== Segment start ==
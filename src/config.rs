use anyhow::{bail, Context, Result};
use serde::Deserialize;
use std::path::Path;
use std::time::Duration;

pub const DEFAULT_BASE_URL: &str = "https://arorpversion.blob.core.windows.net";

pub const DEFAULT_TIMEOUT: Duration = Duration::from_secs(10);

const EMBEDDED_LOCATIONS: &str = include_str!("../locations.yaml");

#[derive(Debug, Clone)]
pub struct Config {
    pub base_url: String,
    pub timeout: Duration,
    pub show_progress: bool,
}

impl Default for Config {
    fn default() -> Self {
        Self {
            base_url: DEFAULT_BASE_URL.to_string(),
            timeout: DEFAULT_TIMEOUT,
            show_progress: false,
        }
    }
}

/// YAML sequence of location names.
#[derive(Debug, Deserialize, Clone, PartialEq)]
#[serde(transparent)]
pub struct Locations(pub Vec<String>);

impl Locations {
    pub fn embedded() -> Result<Self> {
        Self::parse(EMBEDDED_LOCATIONS).context("Failed to parse embedded location list")
    }

    pub fn from_file<P: AsRef<Path>>(path: P) -> Result<Self> {
        let path = path.as_ref();
        let contents = std::fs::read_to_string(path)
            .with_context(|| format!("Failed to read {}", path.display()))?;
        Self::parse(&contents).with_context(|| format!("Failed to parse {}", path.display()))
    }

    fn parse(contents: &str) -> Result<Self> {
        let locations: Locations = serde_yaml::from_str(contents)?;
        Ok(locations)
    }

    pub fn into_inner(self) -> Vec<String> {
        self.0
    }
}

/// Picks the locations to query: explicit overrides, then the file, then the
/// embedded list. Duplicates are kept as given.
pub fn resolve_locations(overrides: Vec<String>, file: Option<&Path>) -> Result<Vec<String>> {
    let locations = if !overrides.is_empty() {
        overrides
    } else if let Some(path) = file {
        Locations::from_file(path)?.into_inner()
    } else {
        Locations::embedded()?.into_inner()
    };

    if let Some(pos) = locations.iter().position(|l| l.is_empty()) {
        bail!("Location #{} is empty", pos + 1);
    }

    Ok(locations)
}
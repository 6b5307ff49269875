//! ftlink: file transfer over a control channel plus a connect-back data
//! channel
//!
//! The client sends one command (`LIST`, `GET name`, `CD dir`) with the port
//! it will listen on, the server answers with a byte count or an error text,
//! and after the client's `ACK` the server connects back and writes exactly
//! that many bytes.

pub mod cancel;
pub mod cli;
pub mod config;
pub mod control;
pub mod data;
pub mod error;
pub mod logger;
pub mod net;
pub mod protocol;
pub mod resolver;
pub mod serve;
pub mod session;

pub use cancel::CancelFlag;
pub use config::ClientConfig;
pub use error::{Result, TransferError};
pub use protocol::{Command, Response};
pub use resolver::unique_name;
pub use session::{Outcome, Report, SessionOptions, State, TransferSession};
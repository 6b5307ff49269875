//! Client configuration file (`ftclient.toml`)

use serde::{Deserialize, Serialize};
use std::path::{Path, PathBuf};
use std::time::Duration;

use crate::error::{Result, TransferError};
use crate::protocol::timeouts;

#[derive(Clone, Debug, PartialEq, Serialize, Deserialize)]
#[serde(default)]
pub struct ClientConfig {
    /// Seconds to wait for the peer to connect back (0 = wait forever)
    pub accept_timeout_secs: u64,
    /// Control connect timeout in ms (0 = OS default)
    pub connect_timeout_ms: u64,
    /// How often blocked reads and accepts check for Ctrl-C
    pub poll_interval_ms: u64,
    /// Where GET writes files
    pub output_dir: PathBuf,
    /// Progress bar while receiving a file
    pub progress: bool,
}

impl Default for ClientConfig {
    fn default() -> Self {
        Self {
            accept_timeout_secs: timeouts::ACCEPT_SECS,
            connect_timeout_ms: timeouts::CONNECT_MS,
            poll_interval_ms: timeouts::POLL_INTERVAL_MS,
            output_dir: PathBuf::from("."),
            progress: false,
        }
    }
}

impl ClientConfig {
    pub fn accept_deadline(&self) -> Option<Duration> {
        (self.accept_timeout_secs > 0).then(|| Duration::from_secs(self.accept_timeout_secs))
    }

    pub fn connect_timeout(&self) -> Option<Duration> {
        (self.connect_timeout_ms > 0).then(|| Duration::from_millis(self.connect_timeout_ms))
    }

    pub fn poll_interval(&self) -> Duration {
        Duration::from_millis(self.poll_interval_ms.max(1))
    }

    pub fn from_toml(data: &str) -> Result<Self> {
        toml::from_str(data).map_err(|e| TransferError::Config(e.to_string()))
    }

    /// Load `path`. A missing file at the default location means defaults;
    /// an explicitly requested file must exist.
    pub fn load(path: Option<&Path>) -> Result<Self> {
        match path {
            Some(p) => {
                let data = std::fs::read_to_string(p)
                    .map_err(|e| TransferError::Config(format!("{}: {}", p.display(), e)))?;
                Self::from_toml(&data)
            }
            None => match std::fs::read_to_string(default_path()) {
                Ok(data) => Self::from_toml(&data),
                Err(_) => Ok(Self::default()),
            },
        }
    }
}

pub fn config_dir() -> PathBuf {
    #[cfg(windows)]
    {
        if let Ok(appdata) = std::env::var("APPDATA") {
            return PathBuf::from(appdata).join("ftlink");
        }
    }
    if let Ok(home) = std::env::var("HOME") {
        return PathBuf::from(home).join(".config").join("ftlink");
    }
    PathBuf::from(".ftlink")
}

pub fn default_path() -> PathBuf {
    config_dir().join("ftclient.toml")
}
== Segment end ==
Exercise requirements —
Please repeat the listing exactly, with nothing left out.

Task response —
filename src/config.rs
use anyhow::{bail, Context, Result};
use serde::Deserialize;
use std::path::Path;
use std::time::Duration;

pub const DEFAULT_BASE_URL: &str = "https://arorpversion.blob.core.windows.net";

pub const DEFAULT_TIMEOUT: Duration = Duration::from_secs(10);

const EMBEDDED_LOCATIONS: &str = include_str!("../locations.yaml");

#[derive(Debug, Clone)]
pub struct Config {
    pub base_url: String,
    pub timeout: Duration,
    pub show_progress: bool,
}

impl Default for Config {
    fn default() -> Self {
        Self {
            base_url: DEFAULT_BASE_URL.to_string(),
            timeout: DEFAULT_TIMEOUT,
            show_progress: false,
        }
    }
}

/// YAML sequence of location names.
#[derive(Debug, Deserialize, Clone, PartialEq)]
#[serde(transparent)]
pub struct Locations(pub Vec<String>);

impl Locations {
    pub fn embedded() -> Result<Self> {
        Self::parse(EMBEDDED_LOCATIONS).context("Failed to parse embedded location list")
    }

    pub fn from_file<P: AsRef<Path>>(path: P) -> Result<Self> {
        let path = path.as_ref();
        let contents = std::fs::read_to_string(path)
            .with_context(|| format!("Failed to read {}", path.display()))?;
        Self::parse(&contents).with_context(|| format!("Failed to parse {}", path.display()))
    }

    fn parse(contents: &str) -> Result<Self> {
        let locations: Locations = serde_yaml::from_str(contents)?;
        Ok(locations)
    }

    pub fn into_inner(self) -> Vec<String> {
        self.0
    }
}

/// Picks the locations to query: explicit overrides, then the file, then the
/// embedded list. Duplicates are kept as given.
pub fn resolve_locations(overrides: Vec<String>, file: Option<&Path>) -> Result<Vec<String>> {
    let locations = if !overrides.is_empty() {
        overrides
    } else if let Some(path) = file {
        Locations::from_file(path)?.into_inner()
    } else {
        Locations::embedded()?.into_inner()
    };

    if let Some(pos) = locations.iter().position(|l| l.is_empty()) {
        bail!("Location #{} is empty", pos + 1);
    }

    Ok(locations)
}
repository 6b5307ff49269875
//! ftlink: file transfer over a control channel plus a connect-back data
//! channel
//!
//! The client sends one command (`LIST`, `GET name`, `CD dir`) with the port
//! it will listen on, the server answers with a byte count or an error text,
//! and after the client's `ACK` the server connects back and writes exactly
//! that many bytes.

pub mod cancel;
pub mod cli;
pub mod config;
pub mod control;
pub mod data;
pub mod error;
pub mod logger;
pub mod net;
pub mod protocol;
pub mod resolver;
pub mod serve;
pub mod session;

pub use cancel::CancelFlag;
pub use config::ClientConfig;
pub use error::{Result, TransferError};
pub use protocol::{Command, Response};
pub use resolver::unique_name;
pub use session::{Outcome, Report, SessionOptions, State, TransferSession};
repository 6b5307ff49269875
//! Client configuration file (`ftclient.toml`)

use serde::{Deserialize, Serialize};
use std::path::{Path, PathBuf};
use std::time::Duration;

use crate::error::{Result, TransferError};
use crate::protocol::timeouts;

#[derive(Clone, Debug, PartialEq, Serialize, Deserialize)]
#[serde(default)]
pub struct ClientConfig {
    /// Seconds to wait for the peer to connect back (0 = wait forever)
    pub accept_timeout_secs: u64,
    /// Control connect timeout in ms (0 = OS default)
    pub connect_timeout_ms: u64,
    /// How often blocked reads and accepts check for Ctrl-C
    pub poll_interval_ms: u64,
    /// Where GET writes files
    pub output_dir: PathBuf,
    /// Progress bar while receiving a file
    pub progress: bool,
}

impl Default for ClientConfig {
    fn default() -> Self {
        Self {
            accept_timeout_secs: timeouts::ACCEPT_SECS,
            connect_timeout_ms: timeouts::CONNECT_MS,
            poll_interval_ms: timeouts::POLL_INTERVAL_MS,
            output_dir: PathBuf::from("."),
            progress: false,
        }
    }
}

impl ClientConfig {
    pub fn accept_deadline(&self) -> Option<Duration> {
        (self.accept_timeout_secs > 0).then(|| Duration::from_secs(self.accept_timeout_secs))
    }

    pub fn connect_timeout(&self) -> Option<Duration> {
        (self.connect_timeout_ms > 0).then(|| Duration::from_millis(self.connect_timeout_ms))
    }

    pub fn poll_interval(&self) -> Duration {
        Duration::from_millis(self.poll_interval_ms.max(1))
    }

    pub fn from_toml(data: &str) -> Result<Self> {
        toml::from_str(data).map_err(|e| TransferError::Config(e.to_string()))
    }

    /// Load `path`. A missing file at the default location means defaults;
    /// an explicitly requested file must exist.
    pub fn load(path: Option<&Path>) -> Result<Self> {
        match path {
            Some(p) => {
                let data = std::fs::read_to_string(p)
                    .map_err(|e| TransferError::Config(format!("{}: {}", p.display(), e)))?;
                Self::from_toml(&data)
            }
            None => match std::fs::read_to_string(default_path()) {
                Ok(data) => Self::from_toml(&data),
                Err(_) => Ok(Self::default()),
            },
        }
    }
}

pub fn config_dir() -> PathBuf {
    #[cfg(windows)]
    {
        if let Ok(appdata) = std::env::var("APPDATA") {
            return PathBuf::from(appdata).join("ftlink");
        }
    }
    if let Ok(home) = std::env::var("HOME") {
        return PathBuf::from(home).join(".config").join("ftlink");
    }
    PathBuf::from(".ftlink")
}

pub fn default_path() -> PathBuf {
    config_dir().join("ftclient.toml")
}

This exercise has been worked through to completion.